use crate::config::RunnerConfig;
use crate::error::RunnerError;
use crate::job::{JobBoxed, Writer};
use crate::lru::LruIndex;
use crate::record::JobShared;
use crate::stream::{ByteStream, SnapshotStream, TailStream};
use crate::{collector, JobId, Status};
use std::sync::{Arc, Mutex};
use tokio_util::sync::CancellationToken;
use tracing::{debug, info, warn};

/// Creates a [`Runner`] with the given configuration.
#[must_use]
pub fn new_runner(config: RunnerConfig) -> Runner {
    Runner::new(config)
}

/// Supervises jobs: owns the bounded index of job records, spawns each
/// job's collector task, and exposes the public operations callers use to
/// start jobs, attach readers, stop jobs, and inspect status.
///
/// A single `std::sync::Mutex` guards the index; it is always locked and
/// released synchronously (never held across an `.await`), so every public
/// method here is safe to call concurrently from any number of tasks.
pub struct Runner {
    jobs: Mutex<LruIndex<JobId, Arc<JobShared>>>,
    config: RunnerConfig,
}

impl Runner {
    /// Creates a runner with the given configuration.
    #[must_use]
    pub fn new(config: RunnerConfig) -> Self {
        Self {
            jobs: Mutex::new(LruIndex::new(config.max_jobs)),
            config,
        }
    }

    /// Starts supervising `job`: allocates it an id, registers its record,
    /// spawns its collector task and `job.start` itself, then waits until
    /// the collector has observed `running = true` or `ctx` is cancelled
    /// (spec.md §4.4 step 6) before returning.
    ///
    /// Registration happens before `job.start` is spawned (spec.md §9): a
    /// reader or `status` call racing with a job that fails instantly will
    /// always find the record, even if it's already stopped by the time
    /// they look.
    ///
    /// # Errors
    ///
    /// Returns [`RunnerError::Cancelled`] if `ctx` is already cancelled when
    /// called, or is cancelled before the collector starts, or
    /// [`RunnerError::InvalidCapacity`] if this runner's configured ring
    /// capacity is zero.
    pub async fn run(
        &self,
        ctx: CancellationToken,
        job: Arc<dyn JobBoxed>,
    ) -> Result<JobId, RunnerError> {
        if ctx.is_cancelled() {
            return Err(RunnerError::Cancelled);
        }

        let id = JobId::new();
        let (writer_stream, reader) = tokio::io::duplex(self.config.collector_read_size);
        let writer_slot = Arc::new(Mutex::new(Some(writer_stream)));
        let shared = JobShared::new(
            id,
            Arc::clone(&job),
            self.config.ring_capacity,
            Arc::clone(&writer_slot),
        )?;

        let evicted = {
            let mut jobs = self.jobs.lock().unwrap();
            jobs.insert(id, Arc::clone(&shared))
        };
        if let Some((evicted_id, _)) = evicted {
            info!(job_id = %evicted_id, "evicted from index to make room for new job");
        }
        info!(job_id = %id, "job submitted");

        tokio::spawn(collector::run(
            Arc::clone(&shared),
            reader,
            self.config.collector_read_size,
        ));

        let start_ctx = ctx.clone();
        let writer = Writer::new(writer_slot);
        let shared_for_start = Arc::clone(&shared);
        tokio::spawn(async move {
            if let Err(err) = job.start_boxed(start_ctx, writer).await {
                warn!(job_id = %id, error = %err, "job start returned an error");
            }
            // The job is done producing output (successfully or not); the
            // writer is ours to close (spec.md §3), independent of whether
            // the job dropped its own `Writer` handle. A no-op if
            // `Runner::stop` already closed it first.
            shared_for_start.close_writer();
        });

        // Wait for the collector to observe running = true. The broadcast
        // it sends on that transition may land before this loop starts
        // waiting, so every iteration re-checks `is_running` first and
        // falls back to the fan-out poll interval as a safety net against
        // the same check-then-register race `TailStream` guards against.
        while !shared.is_running() {
            tokio::select! {
                () = ctx.cancelled() => return Err(RunnerError::Cancelled),
                () = shared.wakeup.wait() => {}
                () = tokio::time::sleep(self.config.fanout_poll_interval) => {}
            }
        }

        Ok(id)
    }

    /// Attaches a reader to a job's output.
    ///
    /// If the job has already stopped, the returned stream is a finite
    /// snapshot of whatever output is still retained. If it is still
    /// running, the returned stream keeps delivering new output — including
    /// output produced after this call — until the job stops.
    ///
    /// # Errors
    ///
    /// Returns [`RunnerError::JobNotFound`] if `id` is unknown (never
    /// registered, or evicted from the index).
    pub async fn new_reader(&self, id: JobId) -> Result<ByteStream, RunnerError> {
        let shared = self.lookup(id)?;
        debug!(job_id = %id, "reader attached");
        if shared.is_running() {
            Ok(ByteStream::Live(TailStream::new(
                shared,
                0,
                self.config.fanout_poll_interval,
            )))
        } else {
            let (bytes, _) = shared.read_offset(0);
            Ok(ByteStream::Snapshot(SnapshotStream::new(bytes)))
        }
    }

    /// Requests a running job stop: invokes [`crate::Job::stop`], then
    /// closes the job's writer endpoint regardless of whether the job's
    /// own `start` future has returned (spec.md §4.4: "Invoke `job.stop`
    /// ... Close the writer endpoint"). Closing the writer causes the
    /// collector's pipe read to return EOF, which drives the job to the
    /// stopped state even if `start` never returns on its own.
    ///
    /// # Errors
    ///
    /// Returns [`RunnerError::JobNotFound`] if `id` is unknown, or
    /// [`RunnerError::JobNotRunning`] if the job has already stopped. Any
    /// error `Job::stop` returns is wrapped as [`RunnerError::Job`]; on
    /// that path the writer is left open so the caller can retry.
    pub async fn stop(&self, ctx: CancellationToken, id: JobId) -> Result<(), RunnerError> {
        let shared = self.lookup(id)?;
        if !shared.is_running() {
            return Err(RunnerError::JobNotRunning(id));
        }
        shared
            .job
            .stop_boxed(ctx)
            .await
            .map_err(|err| RunnerError::job(id, err))?;
        shared.close_writer();
        Ok(())
    }

    /// A snapshot of one job's lifecycle state, or `None` if `id` is
    /// unknown.
    #[must_use]
    pub fn status(&self, id: JobId) -> Option<Status> {
        self.jobs.lock().unwrap().get(&id).map(|s| s.status())
    }

    /// A snapshot of every job currently held in the index, in no
    /// particular order. Jobs evicted from the index are not included even
    /// if they are still running.
    #[must_use]
    pub fn list(&self) -> Vec<Status> {
        let mut out = Vec::new();
        self.jobs.lock().unwrap().for_each(|_, shared| {
            out.push(shared.status());
        });
        out
    }

    /// Stops every still-running job currently in the index.
    ///
    /// Stops are issued one at a time; the first error encountered is
    /// returned immediately (wrapped with the offending job's id) and
    /// leaves any remaining running jobs untouched.
    ///
    /// # Errors
    ///
    /// Returns the first error any `Job::stop` call returns, wrapped as
    /// [`RunnerError::Job`].
    pub async fn close(&self, ctx: CancellationToken) -> Result<(), RunnerError> {
        let shareds: Vec<Arc<JobShared>> = {
            let jobs = self.jobs.lock().unwrap();
            let mut v = Vec::new();
            jobs.for_each(|_, shared| v.push(Arc::clone(shared)));
            v
        };

        for shared in shareds {
            if shared.is_running() {
                shared
                    .job
                    .stop_boxed(ctx.clone())
                    .await
                    .map_err(|err| RunnerError::job(shared.id, err))?;
                shared.close_writer();
            }
        }
        Ok(())
    }

    fn lookup(&self, id: JobId) -> Result<Arc<JobShared>, RunnerError> {
        self.jobs
            .lock()
            .unwrap()
            .get(&id)
            .cloned()
            .ok_or(RunnerError::JobNotFound(id))
    }
}
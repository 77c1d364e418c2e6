use tokio::sync::Notify;

/// One-to-many, value-less wakeup.
///
/// `Broadcaster` signals a *transition* ("something changed, go re-check
/// the state you care about"), not a value and not a count — a waiter that
/// misses a broadcast and then calls `wait()` again simply waits for the
/// next one. Built on [`tokio::sync::Notify`], whose `notify_waiters()`
/// wakes every task currently parked in `wait()` rather than just one, which
/// is what a fan-out of tailing readers needs: every reader present at
/// broadcast time must observe the new data, not just the next one to poll.
///
/// The `key` parameter spec.md lists alongside `wait`/`broadcast` (to allow
/// coalescing distinct wakeup groups under one broadcaster) carries no
/// behavior here: a job has exactly one wait-group, so `wait_for(())` is
/// provided only so callers that modeled it that way have somewhere to put
/// the unit key.
#[derive(Debug, Default)]
pub struct Broadcaster(Notify);

impl Broadcaster {
    /// Creates a broadcaster with no pending notification.
    #[must_use]
    pub fn new() -> Self {
        Self(Notify::new())
    }

    /// Waits for the next broadcast. Cancel-safe: dropping the future before
    /// it resolves does not consume a notification.
    pub async fn wait(&self) {
        self.0.notified().await;
    }

    /// Equivalent to [`Broadcaster::wait`]; the key is accepted for parity
    /// with the source design's `wait(key)` but has no effect.
    pub async fn wait_for(&self, _key: ()) {
        self.wait().await;
    }

    /// Wakes every task currently parked in [`Broadcaster::wait`].
    pub fn broadcast(&self) {
        self.0.notify_waiters();
    }
}
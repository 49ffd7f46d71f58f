use thiserror::Error;

use super::stream::CaptureState;

/// Failures reported by the capture engine.
///
/// Every variant is recoverable from the caller's side except `Subsystem`,
/// which means the audio host could not be acquired at all.
#[derive(Debug, Clone, PartialEq, Eq, Error)]
pub enum CaptureError {
    /// Selection referenced a missing or output-only device
    #[error("input device not found: {0}")]
    DeviceNotFound(String),
    /// The hardware stream could not be opened (busy, unplugged, unsupported config)
    #[error("failed to open input stream: {0}")]
    StreamOpen(String),
    /// I/O fault while the stream was running
    #[error("input stream read failed: {0}")]
    StreamRead(String),
    /// Requested mode conflicts with the active one
    #[error("capture is busy ({current:?})")]
    InvalidState {
        /// State observed when the request was rejected
        current: CaptureState,
    },
    /// Configuration values out of range
    #[error("invalid capture config: {0}")]
    InvalidConfig(String),
    /// Audio host could not be acquired
    #[error("audio subsystem unavailable: {0}")]
    Subsystem(String),
}

/// Result alias used throughout the audio module
pub type CaptureResult<T> = Result<T, CaptureError>;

------------------------------

_DIRECTIONS_.
Across the data, count every line where the string "transition" turns up, then write only that count.

_TASK ANSWER_.
2